Ficus deltoidea Jack: A Review on Its Phytochemical and Pharmacological Importance.

Ficus deltoidea Jack (Moraceae) has had a long history of use in traditional medicine among the Malays to alleviate and heal ailments such as sores, wounds, and rheumatism and as an after-birth tonic and an antidiabetic drug. Modern pharmacological studies demonstrated that this plant has a wide variety of beneficial attributes for human health. Despite its importance, a review of this species has not been published in the scientific literature to date. Here, we review and summarize the historic and current literature concerning the botany, traditional uses, phytochemistry, pharmacological effects, and toxicity of this wonder plant. This summary could be beneficial for future research aiming to exploit the therapeutic potential of this useful, medicinal species.

1. Introduction

For many years there has been a tremendous interest in biological products gained from megadiversity countries like Malaysia. These invaluable products are explored for the potential discovery of novel biomolecules that have possible future uses. Recently, natural plant products have been gaining popularity in the prevention and treatment of various diseases. Traditional medicines from plants have attracted major attention worldwide because of their potential pharmaceutical importance.

One of the most popular and well-known plants with a long history of use among the Malays is Ficus deltoidea Jack, a plant of the family Moraceae. Ficus deltoidea not only has been used as a medicine for various ailments in the Malay Archipelago, but also has been distributed and formulated as capsules, tea, and tonic tea throughout Malaysia. This review will unify fragmented information regarding F. deltoidea in terms of its botany, traditional uses, phytochemistry, and pharmaceutical effects in order to facilitate better understanding and provide further support for the ethnopharmacological use of this important species.

2. Botany

2.1. Botanical Name

Its botanical name is Ficus deltoidea Jack.

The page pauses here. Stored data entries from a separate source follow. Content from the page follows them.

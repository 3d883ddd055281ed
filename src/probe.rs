//! Environment probing: which runtimes exist on this host and in what state.
//!
//! Probing is a pure read — nothing here mutates the host. The snapshot is
//! taken once per invocation and threaded through resolution and launch; it
//! is never refreshed mid-run.

use std::process::Command;

use semver::Version;
use tracing::debug;

/// The hub only runs on this Node.js major; other majors fail the gate.
pub const SUPPORTED_NODE_MAJOR: u64 = 22;

/// Observed state of the container engine.
///
/// `NotRunning` means the client binary is on PATH but the daemon did not
/// answer a server-version query. The distinction matters for error messages
/// ("install docker" vs "start the daemon").
#[derive(Debug, Clone, PartialEq, Eq)]
pub enum DockerProbe {
    Absent,
    NotRunning,
    Running { version: String },
}

/// Immutable snapshot of the tools this launcher cares about.
#[derive(Debug, Clone)]
pub struct EnvironmentProbe {
    pub docker: DockerProbe,
    pub node: Option<Version>,
}

impl EnvironmentProbe {
    /// True if the docker client is installed at all, running daemon or not.
    pub fn docker_detected(&self) -> bool {
        !matches!(self.docker, DockerProbe::Absent)
    }

    /// True if Node.js is installed at exactly the supported major.
    pub fn node_supported(&self) -> bool {
        self.node
            .as_ref()
            .is_some_and(|v| v.major == SUPPORTED_NODE_MAJOR)
    }
}

pub fn probe() -> EnvironmentProbe {
    let snapshot = EnvironmentProbe {
        docker: probe_docker(),
        node: probe_node(),
    };
    debug!(?snapshot, "environment probe");
    snapshot
}

fn probe_docker() -> DockerProbe {
    if which::which("docker").is_err() {
        return DockerProbe::Absent;
    }
    // The server version is only reportable when the daemon answers; the
    // client alone cannot satisfy this query.
    let out = Command::new("docker")
        .args(["version", "--format", "{{.Server.Version}}"])
        .output();
    match out {
        Ok(o) if o.status.success() => DockerProbe::Running {
            version: String::from_utf8_lossy(&o.stdout).trim().to_string(),
        },
        _ => DockerProbe::NotRunning,
    }
}

fn probe_node() -> Option<Version> {
    let out = Command::new("node").arg("--version").output().ok()?;
    if !out.status.success() {
        return None;
    }
    parse_node_version(&String::from_utf8_lossy(&out.stdout))
}

/// Parse `node --version` output ("v22.1.0") into a semver version.
pub(crate) fn parse_node_version(raw: &str) -> Option<Version> {
    Version::parse(raw.trim().trim_start_matches('v')).ok()
}

/// One-line install guidance for a missing tool, tailored to whichever
/// system package manager is on PATH. Falls back to the project URL.
pub fn install_hint(package: &str, fallback_url: &str) -> String {
    match detect_package_manager() {
        Some(pm) => hint_for(pm, package),
        None => format!("see {fallback_url}"),
    }
}

fn detect_package_manager() -> Option<&'static str> {
    ["apt-get", "dnf", "pacman", "brew"]
        .into_iter()
        .find(|pm| which::which(pm).is_ok())
}

fn hint_for(pm: &str, package: &str) -> String {
    match pm {
        "apt-get" => format!("install it with `sudo apt-get install -y {package}`"),
        "dnf" => format!("install it with `sudo dnf install {package}`"),
        "pacman" => format!("install it with `sudo pacman -S {package}`"),
        "brew" => format!("install it with `brew install {package}`"),
        other => format!("install {package} via {other}"),
    }
}
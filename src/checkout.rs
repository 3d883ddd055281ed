//! The hub source checkout and its sync state machine.
//!
//! The launcher never discards uncommitted work: the state→action mapping is
//! the pure `plan_sync` function, and the only destructive transition
//! (force-reset to upstream) is reachable from a clean checkout alone.

use std::path::{Path, PathBuf};
use std::process::{Command, Output};

use anyhow::{anyhow, Context, Result};
use thiserror::Error;
use tracing::debug;

use crate::probe;

pub const REPO_URL: &str = "https://github.com/switchboard-hub/switchboard.git";

#[derive(Debug, Clone, Copy, PartialEq, Eq)]
pub enum CheckoutState {
    Absent,
    Clean,
    Dirty,
}

/// What a launch should do to the checkout, decided before anything runs.
#[derive(Debug, Clone, Copy, PartialEq, Eq)]
pub enum SyncPlan {
    Clone,
    Skip,
    RefuseDirty,
    ForceSync,
}

#[derive(Debug, Error)]
pub enum CheckoutError {
    #[error("git is not installed; {hint}")]
    GitMissing { hint: String },
    #[error(
        "{dir} has uncommitted changes; refusing to update over them.\n  \
         keep them:    git -C {dir} stash\n  \
         discard them: git -C {dir} reset --hard && git -C {dir} clean -fd\n\
         then re-run, or pass --no-update"
    )]
    DirtyCheckout { dir: String },
}

pub fn plan_sync(state: CheckoutState, update: bool) -> SyncPlan {
    match (state, update) {
        (CheckoutState::Absent, _) => SyncPlan::Clone,
        (CheckoutState::Clean, false) | (CheckoutState::Dirty, false) => SyncPlan::Skip,
        (CheckoutState::Clean, true) => SyncPlan::ForceSync,
        (CheckoutState::Dirty, true) => SyncPlan::RefuseDirty,
    }
}

pub fn checkout_state(dir: &Path) -> Result<CheckoutState> {
    if !dir.join(".git").exists() {
        return Ok(CheckoutState::Absent);
    }
    if Git::new(dir).is_dirty()? {
        Ok(CheckoutState::Dirty)
    } else {
        Ok(CheckoutState::Clean)
    }
}

/// Bring the checkout at `dir` into line with `remote`, per `plan_sync`.
///
/// One-shot: a fetch or clone failure propagates fatally, no retry.
pub fn ensure_checkout(dir: &Path, remote: &str, update: bool) -> Result<()> {
    if which::which("git").is_err() {
        return Err(CheckoutError::GitMissing {
            hint: probe::install_hint("git", "https://git-scm.com/downloads"),
        }
        .into());
    }

    let state = checkout_state(dir)?;
    match plan_sync(state, update) {
        SyncPlan::Clone => {
            eprintln!("[switchboard] cloning {} to {}", remote, dir.display());
            clone_repo(remote, dir)
        }
        SyncPlan::Skip => {
            debug!(dir = %dir.display(), "checkout present, update disabled, skipping sync");
            Ok(())
        }
        SyncPlan::RefuseDirty => Err(CheckoutError::DirtyCheckout {
            dir: dir.display().to_string(),
        }
        .into()),
        SyncPlan::ForceSync => {
            eprintln!("[switchboard] syncing {} to latest upstream", dir.display());
            let git = Git::new(dir);
            git.fetch_origin()?;
            git.reset_hard_fetched()?;
            Ok(())
        }
    }
}

fn clone_repo(remote: &str, dir: &Path) -> Result<()> {
    let output = Command::new("git")
        .arg("clone")
        .arg(remote)
        .arg(dir)
        .output()
        .context("spawn git clone")?;
    if !output.status.success() {
        let stderr = String::from_utf8_lossy(&output.stderr);
        return Err(anyhow!("git clone {} failed: {}", remote, stderr.trim()));
    }
    Ok(())
}

/// Thin wrapper for git subprocess calls inside the checkout.
#[derive(Debug)]
pub struct Git {
    workdir: PathBuf,
}

impl Git {
    pub fn new(workdir: impl Into<PathBuf>) -> Self {
        Self {
            workdir: workdir.into(),
        }
    }

    /// True if the worktree has uncommitted changes, untracked files included.
    pub fn is_dirty(&self) -> Result<bool> {
        let out = self.run_capture(&["status", "--porcelain=v1", "-uall"])?;
        Ok(!out.trim().is_empty())
    }

    pub fn fetch_origin(&self) -> Result<()> {
        self.run_checked(&["fetch", "origin"])?;
        Ok(())
    }

    /// Force the worktree onto the revision the last fetch brought in.
    pub fn reset_hard_fetched(&self) -> Result<()> {
        self.run_checked(&["reset", "--hard", "FETCH_HEAD"])?;
        Ok(())
    }

    pub fn head_sha(&self) -> Result<String> {
        let out = self.run_capture(&["rev-parse", "HEAD"])?;
        Ok(out.trim().to_string())
    }

    fn run_capture(&self, args: &[&str]) -> Result<String> {
        let output = self.run_checked(args)?;
        Ok(String::from_utf8_lossy(&output.stdout).to_string())
    }

    fn run_checked(&self, args: &[&str]) -> Result<Output> {
        let output = self.run(args)?;
        if !output.status.success() {
            let stderr = String::from_utf8_lossy(&output.stderr);
            return Err(anyhow!("git {} failed: {}", args.join(" "), stderr.trim()));
        }
        Ok(output)
    }

    fn run(&self, args: &[&str]) -> Result<Output> {
        Command::new("git")
            .args(args)
            .current_dir(&self.workdir)
            .output()
            .with_context(|| format!("spawn git {}", args.join(" ")))
    }
}
//! The persisted settings file: `<home>/settings.json`.
//!
//! Created on first run from a channel-specific remote template and never
//! overwritten afterwards — user edits survive every subsequent launch.

use std::path::Path;
use std::time::Duration;

use serde::Deserialize;
use tracing::debug;

pub const SETTINGS_FILE_NAME: &str = "settings.json";

const TEMPLATE_URL_BASE: &str =
    "https://raw.githubusercontent.com/switchboard-hub/switchboard/main/config/defaults";

/// Only the field the launcher itself reads; the hub owns the rest of the
/// document, so unknown keys pass through untouched.
#[derive(Debug, Deserialize)]
struct SettingsDoc {
    #[serde(default)]
    prereleases: bool,
}

pub fn template_url(channel: &str) -> String {
    format!("{TEMPLATE_URL_BASE}/settings-{channel}.json")
}

/// Create the settings file from the channel template if it does not exist.
///
/// Idempotent: an existing file short-circuits before any fetch. A directory
/// squatting on the path (seen after interrupted bind-mount experiments) is
/// removed first.
pub fn ensure_settings_file(path: &Path, channel: &str) -> anyhow::Result<()> {
    ensure_settings_file_with(path, channel, fetch_template)
}

pub(crate) fn ensure_settings_file_with<F>(
    path: &Path,
    channel: &str,
    fetch: F,
) -> anyhow::Result<()>
where
    F: FnOnce(&str) -> anyhow::Result<String>,
{
    if path.is_dir() {
        std::fs::remove_dir_all(path)?;
    }
    if path.exists() {
        debug!(path = %path.display(), "settings file present, keeping as-is");
        return Ok(());
    }

    let body = fetch(channel)?;
    if let Some(parent) = path.parent() {
        std::fs::create_dir_all(parent)?;
    }
    std::fs::write(path, body)?;
    eprintln!(
        "[switchboard] wrote default {} settings to {}",
        channel,
        path.display()
    );
    Ok(())
}

fn fetch_template(channel: &str) -> anyhow::Result<String> {
    let client = reqwest::blocking::Client::builder()
        .user_agent(format!("switchboard-launcher/{}", env!("CARGO_PKG_VERSION")))
        .timeout(Duration::from_secs(10))
        .build()?;
    let response = client
        .get(template_url(channel))
        .send()?
        .error_for_status()?;
    Ok(response.text()?)
}

/// `Some("prerelease")` iff the document parses and marks prereleases
/// enabled. Missing file, unparseable JSON, and `false` all mean "no
/// preference" — the caller falls back to the default channel.
pub fn read_channel_preference(path: &Path) -> Option<String> {
    let raw = std::fs::read_to_string(path).ok()?;
    let doc: SettingsDoc = serde_json::from_str(&raw).ok()?;
    doc.prereleases.then(|| "prerelease".to_string())
}
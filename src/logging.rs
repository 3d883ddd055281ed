//! Dev diagnostics via `RUST_LOG`, output to stderr.
//!
//! User-facing progress stays on plain `[switchboard]` stderr lines; tracing
//! carries the debug detail (probe snapshots, resolved configuration, sync
//! decisions) and is silent below `warn` unless `RUST_LOG` says otherwise.

use tracing_subscriber::{fmt, layer::SubscriberExt, util::SubscriberInitExt, EnvFilter};

pub fn init() {
    let filter = EnvFilter::try_from_default_env().unwrap_or_else(|_| EnvFilter::new("warn"));

    tracing_subscriber::registry()
        .with(filter)
        .with(fmt::layer().with_writer(std::io::stderr).compact())
        .init();
}
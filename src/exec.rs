use std::path::Path;

/// Replace the current process image with `program`.
///
/// The handoff is the terminal action of a successful launch: after
/// `exec()` the hub (or `docker run`) owns the launcher's PID, signals
/// reach it directly, and there is no child left to reap or supervise.
/// A return from this function is therefore always a failure.
#[cfg(unix)]
pub fn exec_in(program: &str, args: &[String], cwd: Option<&Path>) -> anyhow::Result<()> {
    use std::os::unix::process::CommandExt;

    let mut cmd = std::process::Command::new(program);
    cmd.args(args);
    if let Some(dir) = cwd {
        cmd.current_dir(dir);
    }
    let err = cmd.exec();
    Err(anyhow::anyhow!("exec {} failed: {}", program, err))
}

#[cfg(test)]
mod tests {
    use super::*;

    #[test]
    fn exec_nonexistent_binary_returns_error() {
        let result = exec_in("/nonexistent/binary/switchboard-does-not-exist", &[], None);
        assert!(result.is_err());
    }
}
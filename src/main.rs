// main.rs — CLI surface and the once-per-invocation sequence:
// parse flags → read env overrides → read persisted preference → probe the
// host → resolve → launch. Everything below main() lives in the modules.
mod checkout;
mod config;
mod exec;
mod launch;
mod logging;
mod probe;
mod settings;

use clap::Parser;
use tracing::debug;

#[derive(Parser, Debug)]
#[command(
    name = "switchboard",
    version,
    disable_version_flag = true,
    about = "Bootstraps the Switchboard hub in a container or as a local Node.js process"
)]
struct Cli {
    /// How to run the hub: 'docker' or 'node' (default: computed from the host)
    #[arg(short = 'l', long = "launch_method", value_name = "METHOD")]
    launch_method: Option<String>,

    /// Release channel for the image and the settings template
    #[arg(short = 'c', long = "channel", value_name = "CHANNEL")]
    channel: Option<String>,

    /// Sync the checkout and pull the latest image before launching (default)
    #[arg(short = 'u', long = "update", overrides_with = "no_update")]
    update: bool,

    /// Skip every update step
    #[arg(long = "no-update")]
    no_update: bool,

    /// Print version
    #[allow(dead_code)] // ArgAction::Version exits inside clap; never read here
    #[arg(short = 'v', long = "version", action = clap::ArgAction::Version)]
    version: Option<bool>,
}

impl Cli {
    /// Update defaults to on; `--update`/`--no-update` see-saw, last one wins.
    fn update_enabled(&self) -> bool {
        self.update || !self.no_update
    }
}

/// The update flag must be computed before the option fields move out of
/// `cli`, so this consumes the whole struct in one place.
fn cli_options(cli: Cli) -> config::CliOptions {
    let update = cli.update_enabled();
    config::CliOptions {
        launch_method: cli.launch_method,
        channel: cli.channel,
        update,
    }
}

fn run(cli: Cli) -> anyhow::Result<()> {
    let env = config::EnvOverrides::from_env();
    let home = config::home_dir(&env)?;

    // The persisted preference sits below env vars and flags in precedence,
    // so it is read before resolution and passed in as one more input.
    let settings_file = home.join(settings::SETTINGS_FILE_NAME);
    let persisted_channel = settings::read_channel_preference(&settings_file);

    let probe = probe::probe();
    let cli_options = cli_options(cli);
    let resolved = config::resolve(&cli_options, &env, persisted_channel.as_deref(), &probe)?;
    debug!(?resolved, "resolved configuration");

    launch::launch(&resolved, &probe)
}

fn main() {
    // Parse errors exit 1 like every other fatal condition; --help and
    // --version also land in the Err arm but are success paths.
    let cli = match Cli::try_parse() {
        Ok(cli) => cli,
        Err(err) => {
            let _ = err.print();
            std::process::exit(if err.use_stderr() { 1 } else { 0 });
        }
    };
    logging::init();
    if let Err(err) = run(cli) {
        eprintln!("[switchboard] error: {err:#}");
        std::process::exit(1);
    }
}

#[cfg(test)]
mod tests {
    use super::*;
    use clap::CommandFactory;

    #[test]
    fn cli_definition_is_consistent() {
        Cli::command().debug_assert();
    }

    #[test]
    fn update_defaults_on() {
        let cli = Cli::parse_from(["switchboard"]);
        assert!(cli.update_enabled());
    }

    #[test]
    fn no_update_turns_it_off() {
        let cli = Cli::parse_from(["switchboard", "--no-update"]);
        assert!(!cli.update_enabled());
    }

    #[test]
    fn last_update_flag_wins() {
        let cli = Cli::parse_from(["switchboard", "--no-update", "--update"]);
        assert!(cli.update_enabled());
        let cli = Cli::parse_from(["switchboard", "-u", "--no-update"]);
        assert!(!cli.update_enabled());
    }

    #[test]
    fn concatenated_short_method_form() {
        let cli = Cli::parse_from(["switchboard", "-lnode"]);
        assert_eq!(cli.launch_method.as_deref(), Some("node"));
    }

    #[test]
    fn options_extraction_keeps_flags_and_update() {
        let opts = cli_options(Cli::parse_from(["switchboard", "-lnode", "-c", "beta"]));
        assert_eq!(opts.launch_method.as_deref(), Some("node"));
        assert_eq!(opts.channel.as_deref(), Some("beta"));
        assert!(opts.update);

        let opts = cli_options(Cli::parse_from(["switchboard", "--no-update"]));
        assert!(!opts.update);
    }

    #[test]
    fn unknown_argument_is_a_failure() {
        let err = Cli::try_parse_from(["switchboard", "--bogus"]).unwrap_err();
        assert!(err.use_stderr());
    }

    #[test]
    fn help_and_version_are_not_failures() {
        let err = Cli::try_parse_from(["switchboard", "--help"]).unwrap_err();
        assert!(!err.use_stderr());
        let err = Cli::try_parse_from(["switchboard", "-v"]).unwrap_err();
        assert!(!err.use_stderr());
    }
}
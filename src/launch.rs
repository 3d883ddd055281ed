//! Launch orchestration: the state machine over the chosen method.
//!
//! Every failure here is terminal for the invocation — no retries, no
//! fallback between methods. On success the process image is replaced and
//! this module never returns.

use std::path::Path;
use std::process::Command;
use std::str::FromStr;

use thiserror::Error;
use tracing::debug;

use crate::checkout::{self, REPO_URL};
use crate::config::ResolvedConfig;
use crate::exec;
use crate::probe::{self, DockerProbe, EnvironmentProbe, SUPPORTED_NODE_MAJOR};
use crate::settings;

pub const CONTAINER_NAME: &str = "switchboard";
pub const IMAGE: &str = "ghcr.io/switchboard-hub/switchboard";
/// The hub always listens on this port inside the image.
pub const INTERNAL_PORT: u16 = 8040;

#[derive(Debug, Clone, Copy, PartialEq, Eq)]
pub enum LaunchMethod {
    Node,
    Docker,
}

impl FromStr for LaunchMethod {
    type Err = LaunchError;

    fn from_str(s: &str) -> Result<Self, Self::Err> {
        match s {
            "node" => Ok(LaunchMethod::Node),
            "docker" => Ok(LaunchMethod::Docker),
            other => Err(LaunchError::UnknownMethod(other.to_string())),
        }
    }
}

#[derive(Debug, Error)]
pub enum LaunchError {
    #[error("unknown launch method '{0}' (expected 'node' or 'docker')")]
    UnknownMethod(String),
    #[error("Node.js is not installed; {hint}")]
    NodeMissing { hint: String },
    #[error(
        "Node.js v{found} is installed but the hub requires v{required}.x; \
         install the supported major and re-run"
    )]
    NodeWrongVersion { found: String, required: u64 },
    #[error("docker is not installed; {hint}")]
    DockerMissing { hint: String },
    #[error(
        "docker is installed but the daemon is not running; \
         start it (e.g. `sudo systemctl start docker`) and re-run"
    )]
    DaemonNotRunning,
    #[error("{tool} {args} exited with status {code}")]
    StepFailed {
        tool: &'static str,
        args: String,
        code: i32,
    },
}

/// Validates the method, then runs the matching launch path to completion.
/// The validation happens before any side effect, so a bad method never
/// creates the settings file or touches the checkout.
pub fn launch(config: &ResolvedConfig, probe: &EnvironmentProbe) -> anyhow::Result<()> {
    let method = LaunchMethod::from_str(&config.launch_method)?;
    debug!(?method, channel = %config.channel, "launching");
    match method {
        LaunchMethod::Node => launch_node(config, probe),
        LaunchMethod::Docker => launch_docker(config, probe),
    }
}

fn launch_node(config: &ResolvedConfig, probe: &EnvironmentProbe) -> anyhow::Result<()> {
    settings::ensure_settings_file(&config.settings_file, &config.channel)?;
    check_node(probe)?;
    checkout::ensure_checkout(&config.src_dir, REPO_URL, config.update)?;

    run_step("npm", &["install"], Some(&config.src_dir))?;
    run_step("npm", &["run", "build"], Some(&config.src_dir))?;

    eprintln!("[switchboard] starting hub on port {}", config.port);
    exec::exec_in("node", &node_start_args(config), Some(&config.src_dir))
}

fn launch_docker(config: &ResolvedConfig, probe: &EnvironmentProbe) -> anyhow::Result<()> {
    settings::ensure_settings_file(&config.settings_file, &config.channel)?;
    check_docker(probe)?;

    let image = format!("{}:{}", IMAGE, config.channel);
    if config.update {
        checkout::ensure_checkout(&config.src_dir, REPO_URL, true)?;
        run_step("docker", &["system", "prune", "--force"], None)?;
        eprintln!("[switchboard] pulling {image}");
        run_step("docker", &["pull", &image], None)?;
    }

    // Kill-by-name is idempotent: no prior container is not an error, so the
    // result and output are discarded.
    let _ = Command::new("docker")
        .args(["rm", "--force", CONTAINER_NAME])
        .output();

    // Create mount sources up front so the engine does not create them
    // root-owned.
    std::fs::create_dir_all(&config.modules_dir)?;
    std::fs::create_dir_all(&config.src_dir)?;

    eprintln!(
        "[switchboard] starting container '{}' on port {}",
        CONTAINER_NAME, config.port
    );
    exec::exec_in("docker", &docker_run_args(config), None)
}

/// Gate for the local-process path: Node.js must exist at the exact
/// supported major. Distinct errors for "absent" and "wrong version".
fn check_node(probe: &EnvironmentProbe) -> Result<(), LaunchError> {
    match &probe.node {
        None => Err(LaunchError::NodeMissing {
            hint: probe::install_hint("nodejs", "https://nodejs.org/en/download"),
        }),
        Some(v) if v.major != SUPPORTED_NODE_MAJOR => Err(LaunchError::NodeWrongVersion {
            found: v.to_string(),
            required: SUPPORTED_NODE_MAJOR,
        }),
        Some(_) => Ok(()),
    }
}

/// Gate for the container path: engine installed AND daemon answering.
fn check_docker(probe: &EnvironmentProbe) -> Result<(), LaunchError> {
    match &probe.docker {
        DockerProbe::Absent => Err(LaunchError::DockerMissing {
            hint: probe::install_hint("docker", "https://docs.docker.com/engine/install"),
        }),
        DockerProbe::NotRunning => Err(LaunchError::DaemonNotRunning),
        DockerProbe::Running { .. } => Ok(()),
    }
}

fn run_step(tool: &'static str, args: &[&str], cwd: Option<&Path>) -> Result<(), LaunchError> {
    debug!(tool, ?args, "running launch step");
    let mut cmd = Command::new(tool);
    cmd.args(args);
    if let Some(dir) = cwd {
        cmd.current_dir(dir);
    }
    let status = cmd.status().map_err(|e| LaunchError::StepFailed {
        tool,
        args: args.join(" "),
        code: e.raw_os_error().unwrap_or(-1),
    })?;
    if !status.success() {
        return Err(LaunchError::StepFailed {
            tool,
            args: args.join(" "),
            code: status.code().unwrap_or(-1),
        });
    }
    Ok(())
}

fn node_start_args(config: &ResolvedConfig) -> Vec<String> {
    vec![
        ".".to_string(),
        "--port".to_string(),
        config.port.to_string(),
        "--settings".to_string(),
        config.settings_file.display().to_string(),
        "--modules".to_string(),
        config.modules_dir.display().to_string(),
    ]
}

fn docker_run_args(config: &ResolvedConfig) -> Vec<String> {
    vec![
        "run".to_string(),
        "--name".to_string(),
        CONTAINER_NAME.to_string(),
        "-p".to_string(),
        format!("{}:{}", config.port, INTERNAL_PORT),
        "-v".to_string(),
        "/dev:/dev".to_string(),
        "-v".to_string(),
        "/var/run/docker.sock:/var/run/docker.sock".to_string(),
        "-v".to_string(),
        format!("{}:/app/modules", config.modules_dir.display()),
        "-v".to_string(),
        format!("{}:/app/settings.json", config.settings_file.display()),
        "-v".to_string(),
        format!("{}:/app/src", config.src_dir.display()),
        format!("{}:{}", IMAGE, config.channel),
    ]
}

#[cfg(test)]
mod tests {
    use super::*;
    use crate::probe::parse_node_version;
    use std::path::PathBuf;
    use tempfile::tempdir;

    fn test_config(home: &Path) -> ResolvedConfig {
        ResolvedConfig {
            launch_method: "docker".to_string(),
            channel: "latest".to_string(),
            update: true,
            port: 8040,
            modules_dir: home.join("modules"),
            settings_file: home.join("settings.json"),
            src_dir: home.join("src"),
        }
    }

    #[test]
    fn method_parses_known_values_only() {
        assert_eq!("node".parse::<LaunchMethod>().unwrap(), LaunchMethod::Node);
        assert_eq!(
            "docker".parse::<LaunchMethod>().unwrap(),
            LaunchMethod::Docker
        );
        let err = "kubernetes".parse::<LaunchMethod>().unwrap_err();
        assert!(matches!(err, LaunchError::UnknownMethod(_)));
        assert!(err.to_string().contains("kubernetes"));
        // Case-sensitive, like the CLI contract.
        assert!("Docker".parse::<LaunchMethod>().is_err());
    }

    #[test]
    fn unknown_method_attempts_no_launch_path() {
        let home = tempdir().unwrap();
        let mut config = test_config(home.path());
        config.launch_method = "kubernetes".to_string();
        let probe = EnvironmentProbe {
            docker: DockerProbe::Running {
                version: "27.0.0".to_string(),
            },
            node: None,
        };

        let err = launch(&config, &probe).unwrap_err();
        assert!(err.to_string().contains("unknown launch method"), "{err}");
        // No side effect before validation: settings file was not created.
        assert!(!config.settings_file.exists());
    }

    #[test]
    fn node_gate_distinguishes_absent_from_wrong_major() {
        let absent = EnvironmentProbe {
            docker: DockerProbe::Absent,
            node: None,
        };
        let err = check_node(&absent).unwrap_err();
        assert!(matches!(err, LaunchError::NodeMissing { .. }));

        let wrong = EnvironmentProbe {
            docker: DockerProbe::Absent,
            node: parse_node_version("v18.19.0"),
        };
        let err = check_node(&wrong).unwrap_err();
        assert!(matches!(err, LaunchError::NodeWrongVersion { .. }));
        assert!(err.to_string().contains("18.19.0"), "{err}");
        assert!(err.to_string().contains("v22.x"), "{err}");

        let supported = EnvironmentProbe {
            docker: DockerProbe::Absent,
            node: parse_node_version("v22.0.0"),
        };
        assert!(check_node(&supported).is_ok());
    }

    #[test]
    fn docker_gate_distinguishes_absent_from_not_running() {
        let absent = EnvironmentProbe {
            docker: DockerProbe::Absent,
            node: None,
        };
        let missing = check_docker(&absent).unwrap_err();
        assert!(matches!(missing, LaunchError::DockerMissing { .. }));

        let stopped = EnvironmentProbe {
            docker: DockerProbe::NotRunning,
            node: None,
        };
        let not_running = check_docker(&stopped).unwrap_err();
        assert!(matches!(not_running, LaunchError::DaemonNotRunning));
        assert_ne!(missing.to_string(), not_running.to_string());
        assert!(not_running.to_string().contains("not running"));

        let running = EnvironmentProbe {
            docker: DockerProbe::Running {
                version: "27.0.0".to_string(),
            },
            node: None,
        };
        assert!(check_docker(&running).is_ok());
    }

    #[test]
    fn docker_run_command_carries_name_port_and_five_mounts() {
        let config = ResolvedConfig {
            launch_method: "docker".to_string(),
            channel: "prerelease".to_string(),
            update: true,
            port: 9100,
            modules_dir: PathBuf::from("/home/op/.switchboard/modules"),
            settings_file: PathBuf::from("/home/op/.switchboard/settings.json"),
            src_dir: PathBuf::from("/home/op/.switchboard/src"),
        };
        let args = docker_run_args(&config);

        assert_eq!(args[0], "run");
        assert!(args.contains(&"--name".to_string()));
        assert!(args.contains(&"switchboard".to_string()));
        assert!(args.contains(&"9100:8040".to_string()));

        let mounts: Vec<&String> = args
            .iter()
            .zip(args.iter().skip(1))
            .filter(|(flag, _)| **flag == "-v")
            .map(|(_, value)| value)
            .collect();
        assert_eq!(mounts.len(), 5);
        assert!(mounts.contains(&&"/dev:/dev".to_string()));
        assert!(mounts.contains(&&"/var/run/docker.sock:/var/run/docker.sock".to_string()));
        assert!(mounts.contains(&&"/home/op/.switchboard/modules:/app/modules".to_string()));
        assert!(
            mounts.contains(&&"/home/op/.switchboard/settings.json:/app/settings.json".to_string())
        );
        assert!(mounts.contains(&&"/home/op/.switchboard/src:/app/src".to_string()));

        // Channel-tagged image is the last argument.
        assert_eq!(
            args.last().unwrap(),
            "ghcr.io/switchboard-hub/switchboard:prerelease"
        );
    }

    #[test]
    fn node_start_command_binds_port_and_paths() {
        let home = tempdir().unwrap();
        let mut config = test_config(home.path());
        config.port = 8045;
        let args = node_start_args(&config);
        assert_eq!(args[0], ".");
        let port_at = args.iter().position(|a| a == "--port").unwrap();
        assert_eq!(args[port_at + 1], "8045");
        assert!(args.contains(&"--settings".to_string()));
        assert!(args.contains(&"--modules".to_string()));
    }
}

2.1.1. Subsp.    Deltoidea

The synonyms are F. deltoidea var. angustifolia (Miq.) Corner, F. deltoidea forma angustissima Corner, F. deltoidea var. arenaria Corner, F. deltoidea var. bilobata Corner, F. deltoidea var. borneensis Corner, F. deltoidea forma subhirsuta Corner, F. deltoidea var. kunstleri (King) Corner, F. deltoidea var. lutescens (Desf.) Corner, F. deltoidea forma longipedunculata Corner, F. deltoidea forma subsessilis (Miq.) Corner, F. deltoidea var. peltata Corner, F. deltoidea var. recurvata Kochummen, and F. deltoidea var. trengganuensis Corner [1].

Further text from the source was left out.